Your output should be the entries below, exact in every detail.

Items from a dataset
+---+

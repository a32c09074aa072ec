//! Configuration
//!
//! Command line arguments with environment variable fallbacks. A `.env` file
//! in the working directory is read first if present.

use std::path::PathBuf;

use clap::{Args, Parser, Subcommand, ValueEnum};

use crate::products::ProductId;

/// Log output format.
#[derive(Clone, Copy, Debug, PartialEq, Eq, ValueEnum)]
pub enum LogFormat {
    /// Compact, human-readable logs.
    Compact,

    /// Structured JSON logs.
    Json,
}

/// Where analytics events go.
#[derive(Clone, Copy, Debug, PartialEq, Eq, ValueEnum)]
pub enum AnalyticsMode {
    /// Events are not reported.
    Off,

    /// Events are logged through `tracing`.
    Log,

    /// Events are written to stderr as JSON lines.
    Json,
}

/// Logging settings.
#[derive(Debug, Args)]
pub struct LoggingConfig {
    /// Log level (trace, debug, info, warn, error)
    #[arg(short, long, env = "RUST_LOG", default_value = "warn")]
    pub log_level: String,

    /// Log format (compact, json)
    #[arg(long, env = "LOG_FORMAT", value_enum, default_value_t = LogFormat::Compact)]
    pub log_format: LogFormat,
}

/// Trolley configuration
#[derive(Debug, Parser)]
#[command(name = "trolley", version, about = "Shopping cart demo", long_about = None)]
pub struct Config {
    /// Directory holding the persisted cart.
    #[arg(long, env = "TROLLEY_STORE_DIR", default_value = ".trolley")]
    pub store_dir: PathBuf,

    /// YAML catalog fixture; the demo catalog is used when omitted.
    #[arg(long, env = "TROLLEY_CATALOG")]
    pub catalog: Option<PathBuf>,

    /// Analytics event output.
    #[arg(long, env = "TROLLEY_ANALYTICS", value_enum, default_value_t = AnalyticsMode::Off)]
    pub analytics: AnalyticsMode,

    /// Logging output settings.
    #[command(flatten)]
    pub logging: LoggingConfig,

    /// What to do; an interactive session when omitted.
    #[command(subcommand)]
    pub action: Option<Action>,
}

impl Config {
    /// Load configuration from environment and CLI arguments
    ///
    /// # Errors
    ///
    /// Returns an error if configuration cannot be parsed
    pub fn load() -> Result<Self, clap::Error> {
        // Load .env file if present (ignore if missing)
        _ = dotenvy::dotenv();

        Self::try_parse()
    }
}

/// One-shot actions.
#[derive(Debug, Clone, Copy, PartialEq, Eq, Subcommand)]
pub enum Action {
    /// List the catalog.
    Products,

    /// Show the cart.
    Cart,

    /// Add one unit of a product.
    Add {
        /// Product id
        id: ProductId,
    },

    /// Set the quantity of a product in the cart; 0 or less removes it.
    Update {
        /// Product id
        id: ProductId,

        /// New quantity
        #[arg(allow_negative_numbers = true)]
        quantity: i64,
    },

    /// Remove a product from the cart.
    Remove {
        /// Product id
        id: ProductId,
    },

    /// Check out the cart.
    Checkout,

    /// Start an interactive session.
    Shell,
}

#[cfg(test)]
mod tests {
    use testresult::TestResult;

    use super::*;

    #[test]
    fn defaults_to_interactive_session_with_demo_catalog() -> TestResult {
        let config = Config::try_parse_from(["trolley"])?;

        assert_eq!(config.action, None);
        assert_eq!(config.catalog, None);
        assert_eq!(config.analytics, AnalyticsMode::Off);

        Ok(())
    }

    #[test]
    fn parses_update_with_negative_quantity() -> TestResult {
        let config = Config::try_parse_from(["trolley", "update", "3", "-1"])?;

        assert_eq!(
            config.action,
            Some(Action::Update {
                id: ProductId::new(3),
                quantity: -1,
            })
        );

        Ok(())
    }

    #[test]
    fn parses_global_options() -> TestResult {
        let config = Config::try_parse_from([
            "trolley",
            "--store-dir",
            "/tmp/carts",
            "--analytics",
            "json",
            "--log-format",
            "json",
            "add",
            "1",
        ])?;

        assert_eq!(config.store_dir, PathBuf::from("/tmp/carts"));
        assert_eq!(config.analytics, AnalyticsMode::Json);
        assert_eq!(config.logging.log_format, LogFormat::Json);
        assert_eq!(config.action, Some(Action::Add { id: ProductId::new(1) }));

        Ok(())
    }

    #[test]
    fn rejects_non_numeric_product_ids() {
        assert!(Config::try_parse_from(["trolley", "add", "laptop"]).is_err());
    }
}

+---+

_ANSWER SPACE_:
repository a32c09074aa072ec
//! Configuration
//!
//! Command line arguments with environment variable fallbacks. A `.env` file
//! in the working directory is read first if present.

use std::path::PathBuf;

use clap::{Args, Parser, Subcommand, ValueEnum};

use crate::products::ProductId;

/// Log output format.
#[derive(Clone, Copy, Debug, PartialEq, Eq, ValueEnum)]
pub enum LogFormat {
    /// Compact, human-readable logs.
    Compact,

    /// Structured JSON logs.
    Json,
}

/// Where analytics events go.
#[derive(Clone, Copy, Debug, PartialEq, Eq, ValueEnum)]
pub enum AnalyticsMode {
    /// Events are not reported.
    Off,

    /// Events are logged through `tracing`.
    Log,

    /// Events are written to stderr as JSON lines.
    Json,
}

/// Logging settings.
#[derive(Debug, Args)]
pub struct LoggingConfig {
    /// Log level (trace, debug, info, warn, error)
    #[arg(short, long, env = "RUST_LOG", default_value = "warn")]
    pub log_level: String,

    /// Log format (compact, json)
    #[arg(long, env = "LOG_FORMAT", value_enum, default_value_t = LogFormat::Compact)]
    pub log_format: LogFormat,
}

/// Trolley configuration
#[derive(Debug, Parser)]
#[command(name = "trolley", version, about = "Shopping cart demo", long_about = None)]
pub struct Config {
    /// Directory holding the persisted cart.
    #[arg(long, env = "TROLLEY_STORE_DIR", default_value = ".trolley")]
    pub store_dir: PathBuf,

    /// YAML catalog fixture; the demo catalog is used when omitted.
    #[arg(long, env = "TROLLEY_CATALOG")]
    pub catalog: Option<PathBuf>,

    /// Analytics event output.
    #[arg(long, env = "TROLLEY_ANALYTICS", value_enum, default_value_t = AnalyticsMode::Off)]
    pub analytics: AnalyticsMode,

    /// Logging output settings.
    #[command(flatten)]
    pub logging: LoggingConfig,

    /// What to do; an interactive session when omitted.
    #[command(subcommand)]
    pub action: Option<Action>,
}

impl Config {
    /// Load configuration from environment and CLI arguments
    ///
    /// # Errors
    ///
    /// Returns an error if configuration cannot be parsed
    pub fn load() -> Result<Self, clap::Error> {
        // Load .env file if present (ignore if missing)
        _ = dotenvy::dotenv();

        Self::try_parse()
    }
}

/// One-shot actions.
#[derive(Debug, Clone, Copy, PartialEq, Eq, Subcommand)]
pub enum Action {
    /// List the catalog.
    Products,

    /// Show the cart.
    Cart,

    /// Add one unit of a product.
    Add {
        /// Product id
        id: ProductId,
    },

    /// Set the quantity of a product in the cart; 0 or less removes it.
    Update {
        /// Product id
        id: ProductId,

        /// New quantity
        #[arg(allow_negative_numbers = true)]
        quantity: i64,
    },

    /// Remove a product from the cart.
    Remove {
        /// Product id
        id: ProductId,
    },

    /// Check out the cart.
    Checkout,

    /// Start an interactive session.
    Shell,
}

#[cfg(test)]
mod tests {
    use testresult::TestResult;

    use super::*;

    #[test]
    fn defaults_to_interactive_session_with_demo_catalog() -> TestResult {
        let config = Config::try_parse_from(["trolley"])?;

        assert_eq!(config.action, None);
        assert_eq!(config.catalog, None);
        assert_eq!(config.analytics, AnalyticsMode::Off);

        Ok(())
    }

    #[test]
    fn parses_update_with_negative_quantity() -> TestResult {
        let config = Config::try_parse_from(["trolley", "update", "3", "-1"])?;

        assert_eq!(
            config.action,
            Some(Action::Update {
                id: ProductId::new(3),
                quantity: -1,
            })
        );

        Ok(())
    }

    #[test]
    fn parses_global_options() -> TestResult {
        let config = Config::try_parse_from([
            "trolley",
            "--store-dir",
            "/tmp/carts",
            "--analytics",
            "json",
            "--log-format",
            "json",
            "add",
            "1",
        ])?;

        assert_eq!(config.store_dir, PathBuf::from("/tmp/carts"));
        assert_eq!(config.analytics, AnalyticsMode::Json);
        assert_eq!(config.logging.log_format, LogFormat::Json);
        assert_eq!(config.action, Some(Action::Add { id: ProductId::new(1) }));

        Ok(())
    }

    #[test]
    fn rejects_non_numeric_product_ids() {
        assert!(Config::try_parse_from(["trolley", "add", "laptop"]).is_err());
    }
}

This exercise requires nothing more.